Required action => Please keep to the lines below from the one with "HTTP transport: client" through the one with "pub use fetcher::HttpFetcher;", and restate them word for word, ends included.

Entries shown =>
***

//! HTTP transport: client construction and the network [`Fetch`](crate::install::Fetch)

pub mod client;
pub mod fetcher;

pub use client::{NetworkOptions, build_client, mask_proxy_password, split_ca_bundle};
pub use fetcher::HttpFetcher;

***

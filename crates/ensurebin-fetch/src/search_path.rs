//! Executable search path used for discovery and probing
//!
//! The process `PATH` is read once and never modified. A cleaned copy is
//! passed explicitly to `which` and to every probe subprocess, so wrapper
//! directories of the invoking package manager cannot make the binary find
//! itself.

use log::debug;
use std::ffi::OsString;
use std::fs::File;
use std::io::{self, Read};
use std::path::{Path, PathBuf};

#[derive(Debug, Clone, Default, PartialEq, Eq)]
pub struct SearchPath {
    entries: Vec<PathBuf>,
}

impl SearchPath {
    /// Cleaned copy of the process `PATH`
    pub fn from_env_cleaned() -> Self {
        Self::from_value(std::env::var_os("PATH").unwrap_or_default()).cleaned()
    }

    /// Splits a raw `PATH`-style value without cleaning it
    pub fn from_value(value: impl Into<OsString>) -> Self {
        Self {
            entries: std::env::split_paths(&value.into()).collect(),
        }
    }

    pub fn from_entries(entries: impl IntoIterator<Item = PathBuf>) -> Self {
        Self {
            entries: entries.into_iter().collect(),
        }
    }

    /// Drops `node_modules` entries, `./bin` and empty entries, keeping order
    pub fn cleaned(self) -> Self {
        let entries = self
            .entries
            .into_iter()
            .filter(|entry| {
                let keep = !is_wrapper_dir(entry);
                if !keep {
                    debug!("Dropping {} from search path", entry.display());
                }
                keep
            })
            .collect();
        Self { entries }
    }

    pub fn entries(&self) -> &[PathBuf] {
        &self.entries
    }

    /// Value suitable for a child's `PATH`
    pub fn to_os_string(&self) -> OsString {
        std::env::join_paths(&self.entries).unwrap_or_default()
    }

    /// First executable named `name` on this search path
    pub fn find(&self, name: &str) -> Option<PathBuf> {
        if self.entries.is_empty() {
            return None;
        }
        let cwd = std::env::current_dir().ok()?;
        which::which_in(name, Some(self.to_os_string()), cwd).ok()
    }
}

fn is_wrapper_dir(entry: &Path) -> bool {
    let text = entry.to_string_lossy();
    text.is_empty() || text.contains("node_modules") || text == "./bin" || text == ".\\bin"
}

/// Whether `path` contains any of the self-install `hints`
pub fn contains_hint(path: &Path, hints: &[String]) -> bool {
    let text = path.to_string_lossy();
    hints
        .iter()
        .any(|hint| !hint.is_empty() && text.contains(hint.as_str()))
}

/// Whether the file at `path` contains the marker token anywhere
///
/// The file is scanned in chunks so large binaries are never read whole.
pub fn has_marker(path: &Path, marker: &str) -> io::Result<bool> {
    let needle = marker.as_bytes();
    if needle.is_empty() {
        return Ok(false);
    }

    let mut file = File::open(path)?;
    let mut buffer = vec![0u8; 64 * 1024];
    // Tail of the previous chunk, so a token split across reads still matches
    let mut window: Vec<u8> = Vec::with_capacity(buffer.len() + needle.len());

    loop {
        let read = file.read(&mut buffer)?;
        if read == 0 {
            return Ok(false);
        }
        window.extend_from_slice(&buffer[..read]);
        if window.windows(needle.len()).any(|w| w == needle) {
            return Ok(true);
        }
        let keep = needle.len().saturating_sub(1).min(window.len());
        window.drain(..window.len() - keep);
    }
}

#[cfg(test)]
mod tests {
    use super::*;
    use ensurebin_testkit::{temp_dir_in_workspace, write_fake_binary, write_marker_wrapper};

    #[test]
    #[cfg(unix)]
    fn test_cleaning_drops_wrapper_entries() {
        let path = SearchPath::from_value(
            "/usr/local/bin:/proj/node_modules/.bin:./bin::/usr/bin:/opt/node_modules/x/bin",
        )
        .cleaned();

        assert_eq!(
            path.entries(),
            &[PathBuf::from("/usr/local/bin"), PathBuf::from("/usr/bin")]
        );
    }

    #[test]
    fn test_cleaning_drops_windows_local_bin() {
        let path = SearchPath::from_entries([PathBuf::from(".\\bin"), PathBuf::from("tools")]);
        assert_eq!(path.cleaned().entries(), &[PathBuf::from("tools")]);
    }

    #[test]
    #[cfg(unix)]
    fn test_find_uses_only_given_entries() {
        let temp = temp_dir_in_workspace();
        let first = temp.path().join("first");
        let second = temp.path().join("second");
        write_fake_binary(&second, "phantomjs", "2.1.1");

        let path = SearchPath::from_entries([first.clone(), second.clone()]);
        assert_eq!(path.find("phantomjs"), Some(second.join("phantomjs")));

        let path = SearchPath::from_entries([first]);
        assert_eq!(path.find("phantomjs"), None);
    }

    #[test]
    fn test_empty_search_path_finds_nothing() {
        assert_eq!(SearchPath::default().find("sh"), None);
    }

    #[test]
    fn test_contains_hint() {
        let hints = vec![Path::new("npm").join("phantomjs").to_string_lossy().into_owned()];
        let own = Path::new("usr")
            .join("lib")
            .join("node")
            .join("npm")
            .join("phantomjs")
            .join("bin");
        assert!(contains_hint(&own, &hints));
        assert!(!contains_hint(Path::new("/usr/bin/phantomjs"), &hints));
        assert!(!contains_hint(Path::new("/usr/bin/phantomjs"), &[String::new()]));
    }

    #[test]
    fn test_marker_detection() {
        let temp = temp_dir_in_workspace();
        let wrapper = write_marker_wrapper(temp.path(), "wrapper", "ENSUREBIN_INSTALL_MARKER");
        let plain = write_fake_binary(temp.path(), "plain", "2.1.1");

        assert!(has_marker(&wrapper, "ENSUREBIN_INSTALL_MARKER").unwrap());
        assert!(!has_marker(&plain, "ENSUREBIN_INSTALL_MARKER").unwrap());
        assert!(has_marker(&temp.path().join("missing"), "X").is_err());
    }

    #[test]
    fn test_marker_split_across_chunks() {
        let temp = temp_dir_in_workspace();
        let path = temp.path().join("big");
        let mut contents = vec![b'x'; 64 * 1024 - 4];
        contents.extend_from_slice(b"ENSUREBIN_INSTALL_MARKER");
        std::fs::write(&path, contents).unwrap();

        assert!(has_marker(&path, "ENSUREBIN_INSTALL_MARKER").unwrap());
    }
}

***

Solved exercise =>
//! HTTP transport: client construction and the network [`Fetch`](crate::install::Fetch)

pub mod client;
pub mod fetcher;

pub use client::{NetworkOptions, build_client, mask_proxy_password, split_ca_bundle};
pub use fetcher::HttpFetcher;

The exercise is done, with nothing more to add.